Several biofuel trade groups have filed comments with the U.S. EPA asking for changes to regulations that are hindering the growth of U.S. ethanol production and use.
On Feb 24, President Donald Trump released Executive Order 13777, focused on enforcing the regulatory reform agenda. The order aims “to alleviate unnecessary regulatory burdens placed on the American people.” The EPA is among the agencies impacted.
One month later, on March 24, EPA Administrator Scott Pruitt issued a memorandum to agency staff outlining his plan to comply with the requirements of the executive order. In April, the EPA opened a public comment period inviting members of the public to provide input on existing regulations under Docket ID: EPA-HQ-OA-2017-0190 on Regulations.gov. That comment period closed May 15.
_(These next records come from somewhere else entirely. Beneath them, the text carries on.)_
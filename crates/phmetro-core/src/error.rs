//! Error handling for the pH-meter session manager
//!
//! Provides the error taxonomy shared by every layer:
//! - Session errors (configuration, lifecycle preconditions, exchange outcomes)
//! - Transport errors surfaced through the session (open/write failures)
//!
//! All error types use `thiserror` for ergonomic error handling.

use thiserror::Error;

/// Session error type
///
/// Precondition errors (`InvalidConfig`, `AlreadyStarted`, `NoDevice`,
/// `NotConnected`, `Busy`) are returned synchronously to the caller.
/// Asynchronous failures (`DeviceLost`, `Timeout`, `OpenFailed`,
/// `WriteFailed`, `PortFailed`, `ResponseTooLong`) resolve the outstanding
/// operation and are also published on the event bus.
#[derive(Error, Debug, Clone, PartialEq, Eq)]
pub enum SessionError {
    /// Connection configuration rejected
    #[error("Invalid configuration: {reason}")]
    InvalidConfig {
        /// Why the configuration was rejected.
        reason: String,
    },

    /// `start` called while the service is not stopped
    #[error("Service already started")]
    AlreadyStarted,

    /// No device is attached
    #[error("No device attached")]
    NoDevice,

    /// The serial port is not connected
    #[error("Serial port not connected")]
    NotConnected,

    /// Another exchange is already in flight
    #[error("An exchange is already in flight")]
    Busy,

    /// No complete response arrived in time
    #[error("No response after {timeout_ms}ms")]
    Timeout {
        /// The timeout duration in milliseconds.
        timeout_ms: u64,
    },

    /// The device was detached while the operation was outstanding
    #[error("Device lost")]
    DeviceLost,

    /// The operation was cancelled by a stop or disconnect
    #[error("Operation cancelled")]
    Cancelled,

    /// The transport could not open the device
    #[error("Failed to open serial port: {reason}")]
    OpenFailed {
        /// The reason the port failed to open.
        reason: String,
    },

    /// The transport rejected a write
    #[error("Failed to write to serial port: {reason}")]
    WriteFailed {
        /// The reason the write failed.
        reason: String,
    },

    /// The open port stopped working (read failure)
    #[error("Serial port failed: {reason}")]
    PortFailed {
        /// The reason reported by the transport.
        reason: String,
    },

    /// The device sent more than a response may hold without completing it
    #[error("Response exceeded {limit} bytes without completing")]
    ResponseTooLong {
        /// The byte limit that was exceeded.
        limit: usize,
    },

    /// The native transport layer cannot be located or used
    #[error("Transport unavailable: {reason}")]
    TransportUnavailable {
        /// Why the transport is unavailable.
        reason: String,
    },

    /// Manual connect/disconnect attempted while auto-connect is enabled
    #[error("Manual connection control is disabled while auto-connect is enabled")]
    AutoConnectEnabled,

    /// `connect` called while already connected
    #[error("Serial port already connected")]
    AlreadyConnected,
}

impl SessionError {
    /// Create an invalid-config error
    pub fn invalid_config(reason: impl Into<String>) -> Self {
        SessionError::InvalidConfig {
            reason: reason.into(),
        }
    }

    /// Busy and timeouts can be retried as-is
    pub fn is_retryable(&self) -> bool {
        matches!(self, SessionError::Busy | SessionError::Timeout { .. })
    }

    /// The caller should wait for a `DeviceAttached`/`Connected` event before retrying
    pub fn requires_reconnect(&self) -> bool {
        matches!(
            self,
            SessionError::NotConnected | SessionError::DeviceLost | SessionError::PortFailed { .. }
        )
    }

    /// Failures that resolve asynchronously and are also published as `Error` events
    pub fn is_asynchronous(&self) -> bool {
        matches!(
            self,
            SessionError::DeviceLost
                | SessionError::Timeout { .. }
                | SessionError::OpenFailed { .. }
                | SessionError::WriteFailed { .. }
                | SessionError::PortFailed { .. }
                | SessionError::ResponseTooLong { .. }
        )
    }
}

/// Main error type
///
/// A unified error type used in public APIs across the workspace.
#[derive(Error, Debug)]
pub enum Error {
    /// Session error
    #[error(transparent)]
    Session(#[from] SessionError),

    /// Standard I/O error
    #[error("I/O error: {0}")]
    Io(#[from] std::io::Error),

    /// Generic error
    #[error("{0}")]
    Other(String),
}

impl Error {
    /// Create an error from a string message
    pub fn other(msg: impl Into<String>) -> Self {
        Error::Other(msg.into())
    }

    /// Get the session error, if this is one
    pub fn as_session(&self) -> Option<&SessionError> {
        match self {
            Error::Session(e) => Some(e),
            _ => None,
        }
    }

    /// Check if this is a timeout error
    pub fn is_timeout(&self) -> bool {
        matches!(self, Error::Session(SessionError::Timeout { .. }))
    }

    /// Check if the failed operation can simply be retried
    pub fn is_retryable(&self) -> bool {
        self.as_session().is_some_and(SessionError::is_retryable)
    }
}

/// Result type using Error
pub type Result<T> = std::result::Result<T, Error>;
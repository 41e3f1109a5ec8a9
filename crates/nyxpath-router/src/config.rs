// ============================================
// File: crates/nyxpath-router/src/config.rs
// ============================================
//! # Router Configuration
//!
//! ## Creation Reason
//! Configuration for a path router, loaded from a TOML file.
//!
//! ## Configuration Sections
//! - `router`: listen address and identity key file
//! - `paths`: shape and count of the circuits this router keeps
//! - `transit`: relay limits and sweep cadence
//! - `exit`: exit policy for circuits ending here
//! - `peers`: static neighbour table
//! - `logging`: log level
//!
//! ## Example Configuration
//! ```toml
//! [router]
//! listen_addr = "0.0.0.0:1090"
//! key_file = "/etc/nyxpath/identity.json"
//!
//! [paths]
//! hops = 3
//! paths = 2
//! lifetime_secs = 600
//!
//! [transit]
//! max_transit_hops = 4096
//!
//! [exit]
//! allow_exit = true
//! permit_internet = false
//!
//! [[peers]]
//! router_id = "5f1c...e2"
//! addr = "10.0.0.2:1090"
//! ```
//!
//! ## ⚠️ Important Note for Next Developer
//! - Changes need a restart
//! - `paths.hops` is bounded by `MAX_HOPS`
//!
//! ## Last Modified
//! v0.1.0 - Initial configuration

use std::net::SocketAddr;
use std::path::Path;
use std::time::Duration;

use serde::{Deserialize, Serialize};
use tracing::info;

use nyxpath_common::RouterId;

use crate::error::{Result, RouterError};
use crate::path::{PathSetConfig, MAX_HOPS};
use crate::services::ExitPolicy;

// ============================================
// RouterConfig
// ============================================

/// Main router configuration.
#[derive(Debug, Clone, Default, Serialize, Deserialize)]
pub struct RouterConfig {
    #[serde(default)]
    pub router: RouterSection,

    #[serde(default)]
    pub paths: PathsConfig,

    #[serde(default)]
    pub transit: TransitConfig,

    #[serde(default)]
    pub exit: ExitConfig,

    /// Static neighbours.
    #[serde(default)]
    pub peers: Vec<PeerConfig>,

    #[serde(default)]
    pub logging: LoggingConfig,
}

impl RouterConfig {
    /// Loads configuration from a TOML file.
    ///
    /// # Errors
    /// Returns error if the file cannot be read, parsed or validated.
    pub async fn load(path: impl AsRef<Path>) -> Result<Self> {
        let path = path.as_ref();
        let path_str = path.display().to_string();

        info!("Loading configuration from: {}", path_str);

        let content = tokio::fs::read_to_string(path)
            .await
            .map_err(|e| RouterError::config_load(&path_str, e.to_string()))?;

        let config: Self = toml::from_str(&content)
            .map_err(|e| RouterError::config_load(&path_str, e.to_string()))?;

        config.validate()?;

        info!(peers = config.peers.len(), "Configuration loaded");
        Ok(config)
    }

    /// Parses configuration from a string.
    ///
    /// # Errors
    /// Parse or validation errors.
    #[allow(clippy::should_implement_trait)]
    pub fn from_str(content: &str) -> Result<Self> {
        let config: Self = toml::from_str(content)
            .map_err(|e| RouterError::config_load("<string>", e.to_string()))?;
        config.validate()?;
        Ok(config)
    }

    /// Validates every section.
    ///
    /// # Errors
    /// `ConfigInvalid` naming the first offending field.
    pub fn validate(&self) -> Result<()> {
        self.paths.validate()?;
        self.transit.validate()?;
        for (i, peer) in self.peers.iter().enumerate() {
            if self.peers[..i].iter().any(|p| p.router_id == peer.router_id) {
                return Err(RouterError::config_invalid(
                    "peers.router_id",
                    format!("duplicate peer {}", peer.router_id.short()),
                ));
            }
        }
        Ok(())
    }

    /// Serializes configuration to a TOML string.
    #[must_use]
    pub fn to_toml(&self) -> String {
        toml::to_string_pretty(self).unwrap_or_default()
    }

    /// Router ids of the configured peers.
    #[must_use]
    pub fn peer_ids(&self) -> Vec<RouterId> {
        self.peers.iter().map(|p| p.router_id).collect()
    }
}

// ============================================
// RouterSection
// ============================================

/// `[router]` section.
#[derive(Debug, Clone, Serialize, Deserialize)]
pub struct RouterSection {
    /// UDP listen address.
    #[serde(default = "default_listen_addr")]
    pub listen_addr: SocketAddr,

    /// Identity key file.
    #[serde(default = "default_key_file")]
    pub key_file: String,
}

fn default_listen_addr() -> SocketAddr {
    SocketAddr::from(([0, 0, 0, 0], 1090))
}

fn default_key_file() -> String {
    "/etc/nyxpath/identity.json".to_string()
}

impl Default for RouterSection {
    fn default() -> Self {
        Self {
            listen_addr: default_listen_addr(),
            key_file: default_key_file(),
        }
    }
}

// ============================================
// PathsConfig
// ============================================

/// `[paths]` section.
#[derive(Debug, Clone, Serialize, Deserialize)]
pub struct PathsConfig {
    /// Hops per circuit.
    #[serde(default = "default_hops")]
    pub hops: usize,

    /// Circuits to keep alive. Zero disables building.
    #[serde(default = "default_paths")]
    pub paths: usize,

    /// Hop lifetime in seconds.
    #[serde(default = "default_lifetime_secs")]
    pub lifetime_secs: u64,

    /// Circuit tick interval in milliseconds.
    #[serde(default = "default_tick_interval_ms")]
    pub tick_interval_ms: u64,
}

fn default_hops() -> usize {
    3
}

fn default_paths() -> usize {
    2
}

fn default_lifetime_secs() -> u64 {
    600
}

fn default_tick_interval_ms() -> u64 {
    500
}

impl PathsConfig {
    fn validate(&self) -> Result<()> {
        if self.hops == 0 || self.hops > MAX_HOPS {
            return Err(RouterError::config_invalid(
                "paths.hops",
                format!("must be 1..={MAX_HOPS}"),
            ));
        }
        if self.lifetime_secs == 0 {
            return Err(RouterError::config_invalid(
                "paths.lifetime_secs",
                "must be greater than 0",
            ));
        }
        if self.tick_interval_ms == 0 {
            return Err(RouterError::config_invalid(
                "paths.tick_interval_ms",
                "must be greater than 0",
            ));
        }
        Ok(())
    }

    #[must_use]
    pub const fn tick_interval(&self) -> Duration {
        Duration::from_millis(self.tick_interval_ms)
    }

    /// Settings for the router's own path set.
    #[must_use]
    pub const fn path_set_config(&self) -> PathSetConfig {
        PathSetConfig {
            hops: self.hops,
            paths: self.paths,
            lifetime: Duration::from_secs(self.lifetime_secs),
        }
    }
}

impl Default for PathsConfig {
    fn default() -> Self {
        Self {
            hops: default_hops(),
            paths: default_paths(),
            lifetime_secs: default_lifetime_secs(),
            tick_interval_ms: default_tick_interval_ms(),
        }
    }
}

// ============================================
// TransitConfig
// ============================================

/// `[transit]` section.
#[derive(Debug, Clone, Serialize, Deserialize)]
pub struct TransitConfig {
    /// Most hops relayed at once.
    #[serde(default = "default_max_transit_hops")]
    pub max_transit_hops: usize,

    /// Seconds between expiry sweeps.
    #[serde(default = "default_sweep_interval_secs")]
    pub sweep_interval_secs: u64,

    /// Outbound frame queue capacity.
    #[serde(default = "default_outbound_queue")]
    pub outbound_queue: usize,
}

fn default_max_transit_hops() -> usize {
    4096
}

fn default_sweep_interval_secs() -> u64 {
    5
}

fn default_outbound_queue() -> usize {
    4096
}

impl TransitConfig {
    fn validate(&self) -> Result<()> {
        if self.max_transit_hops == 0 {
            return Err(RouterError::config_invalid(
                "transit.max_transit_hops",
                "must be greater than 0",
            ));
        }
        if self.sweep_interval_secs == 0 {
            return Err(RouterError::config_invalid(
                "transit.sweep_interval_secs",
                "must be greater than 0",
            ));
        }
        if self.outbound_queue == 0 {
            return Err(RouterError::config_invalid(
                "transit.outbound_queue",
                "must be greater than 0",
            ));
        }
        Ok(())
    }

    #[must_use]
    pub const fn sweep_interval(&self) -> Duration {
        Duration::from_secs(self.sweep_interval_secs)
    }
}

impl Default for TransitConfig {
    fn default() -> Self {
        Self {
            max_transit_hops: default_max_transit_hops(),
            sweep_interval_secs: default_sweep_interval_secs(),
            outbound_queue: default_outbound_queue(),
        }
    }
}

// ============================================
// ExitConfig
// ============================================

/// `[exit]` section.
#[derive(Debug, Clone, Copy, Default, Serialize, Deserialize)]
pub struct ExitConfig {
    #[serde(default)]
    pub allow_exit: bool,

    #[serde(default)]
    pub permit_internet: bool,
}

impl ExitConfig {
    #[must_use]
    pub const fn policy(&self) -> ExitPolicy {
        ExitPolicy {
            allow_exit: self.allow_exit,
            permit_internet: self.permit_internet,
        }
    }
}

// ============================================
// PeerConfig
// ============================================

/// One `[[peers]]` entry.
#[derive(Debug, Clone, Serialize, Deserialize)]
pub struct PeerConfig {
    /// Hex router id (ed25519 public key).
    pub router_id: RouterId,
    /// UDP address.
    pub addr: SocketAddr,
}

// ============================================
// LoggingConfig
// ============================================

/// `[logging]` section.
#[derive(Debug, Clone, Serialize, Deserialize)]
pub struct LoggingConfig {
    /// Log level (trace, debug, info, warn, error).
    #[serde(default = "default_log_level")]
    pub level: String,
}

fn default_log_level() -> String {
    "info".to_string()
}

impl Default for LoggingConfig {
    fn default() -> Self {
        Self {
            level: default_log_level(),
        }
    }
}

// ============================================
// Tests
// ============================================

#[cfg(test)]
mod tests {
    use super::*;

    #[test]
    fn test_default_config() {
        let config = RouterConfig::default();
        assert!(config.validate().is_ok());
        assert_eq!(config.paths.hops, 3);
        assert!(!config.exit.policy().allow_exit);
    }

    #[test]
    fn test_full_config_format() {
        let id = "11".repeat(32);
        let toml = format!(
            r#"
            [router]
            listen_addr = "127.0.0.1:4000"
            key_file = "/tmp/identity.json"

            [paths]
            hops = 4
            paths = 1
            lifetime_secs = 120

            [transit]
            max_transit_hops = 10

            [exit]
            allow_exit = true

            [[peers]]
            router_id = "{id}"
            addr = "10.0.0.2:1090"

            [logging]
            level = "debug"
        "#
        );

        let config = RouterConfig::from_str(&toml).unwrap();
        assert_eq!(config.router.listen_addr.port(), 4000);
        assert_eq!(config.paths.path_set_config().lifetime, Duration::from_secs(120));
        assert_eq!(config.transit.max_transit_hops, 10);
        assert_eq!(config.transit.outbound_queue, 4096);
        assert!(config.exit.allow_exit);
        assert_eq!(config.peer_ids(), vec![RouterId::from_array([0x11; 32])]);
        assert_eq!(config.logging.level, "debug");
    }

    #[test]
    fn test_invalid_hops() {
        // Should reject hop counts outside 1..=MAX_HOPS
        assert!(RouterConfig::from_str("[paths]\nhops = 0").is_err());
        let err = RouterConfig::from_str("[paths]\nhops = 9").unwrap_err();
        assert!(err.is_config_error());
    }

    #[test]
    fn test_duplicate_peers_rejected() {
        let id = "22".repeat(32);
        let toml = format!(
            "[[peers]]\nrouter_id = \"{id}\"\naddr = \"10.0.0.2:1\"\n\
             [[peers]]\nrouter_id = \"{id}\"\naddr = \"10.0.0.3:1\"\n"
        );
        assert!(RouterConfig::from_str(&toml).is_err());
    }

    #[test]
    fn test_toml_roundtrip() {
        let mut config = RouterConfig::default();
        config.peers.push(PeerConfig {
            router_id: RouterId::from_array([3; 32]),
            addr: "10.0.0.4:1090".parse().unwrap(),
        });
        let restored = RouterConfig::from_str(&config.to_toml()).unwrap();
        assert_eq!(restored.peer_ids(), config.peer_ids());
        assert_eq!(restored.router.key_file, config.router.key_file);
    }
}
Information posted to the docket folder indicates nearly 60,000 comments were received. Several comments filed by representatives of the ethanol industry provide input on ways to lessen regulatory burdens impacting the U.S. renewable fuels industry. The Renewable Fuels Association, Growth Energy, American Coalition for Ethanol, and Biotechnology Innovation Organization were among those who submitted comments.
In its comments, the RFA outlined several specific regulatory reform actions it believes the EPA can take to alleviate unnecessary regulatory burdens on the U.S. ethanol and American consumers. This includes eliminating the Reid vapor pressure (RVP) volatility limits for all fuel blends containing more than 9 percent ethanol. The RFA also asked the agency to streamline survey programs intended to monitor and verify fuel quality and regulatory compliance, reform the petition process for new certification fuels, and eliminate unnecessarily burdensome and costly requirements related to the registration process for new fuels and additives. In addition, the RFA requested that the EPA revise the “R-factor” for fuel economy compliance calculations, level the playing field for credit generation for all alternative fuel vehicles, include the impact of fuel properties on fuel economy and emissions analysis, eliminate the detergency requirement for the gasoline portion of flex fuels containing 51-83 percent ethanol, reject the results of the EPAct/V2/E-89 Fuel Effects Study and suspend further use or development of the MOVES model until a new emissions study is conducted, revise the outdated lifecycle greenhouse gas (GHG) analysis of corn ethanol, eliminate unnecessary barriers to cellulosic ethanol production from corn kernel fiber, and eliminate the Mandatory GHG Reporting Program.
Growth Energy asked that the EPA administer the Renewable Fuels Standard as enacted into law by Congress and make every effort to propose, take public comment and finalize annual renewable volume obligations (RVOs) in a timely matter. In addition, Growth Energy requests that the EPA further streamline potential fuel pathways, find ways to improve the approval process for RFS fuel pathways, and proceed with approval of biointermediates. Growth Energy also asked the agency to fix the RVP disparity amongst ethanol-blended fuels, take action to remove the annual fuel survey requirement for those selling E15, correct factors limiting production and of flex fuel vehicles (FFVs) and eliminate barriers to the future production of FFVs capable of using any ethanol-blended fuel up to E85, suspend use of the MOVES model, and reconsider promulgation of requirements that would unnecessarily tighten standards on natural gasoline blendstocks used for ethanol blending.
ACE asked the EPA to allow RVP relief to E15 and higher ethanol blends, update the lifecycle analysis of corn ethanol, and modify a mistaken interpretation of Section 211(f) of the Clean Air Act. In addition, ACE requested that the agency streamline the approval process for high-octane fuels, such as E25-40 blends, adjust fuel economy compliance to allow FFVs to utilize the same incentives that are provided to other alternative fuel vehicles, and discontinue use of the MOVES2014 emissions model until a new emissions study based on real-world test fuels and methods is conducted.
In its comments, BIO asked the EPA to issues its annual RFS RVOs on time and interpret its general waiver authority in the same way as it did before 2013. BIO also requested the EPA make process improvements for RFS pathway approvals, work to facilitate inclusion of additional biofuels under the RFS program, update lifecycle analyses and evaluations of the environmental impact of biofuels, and reject all proposals to change the point of obligation under the RFS.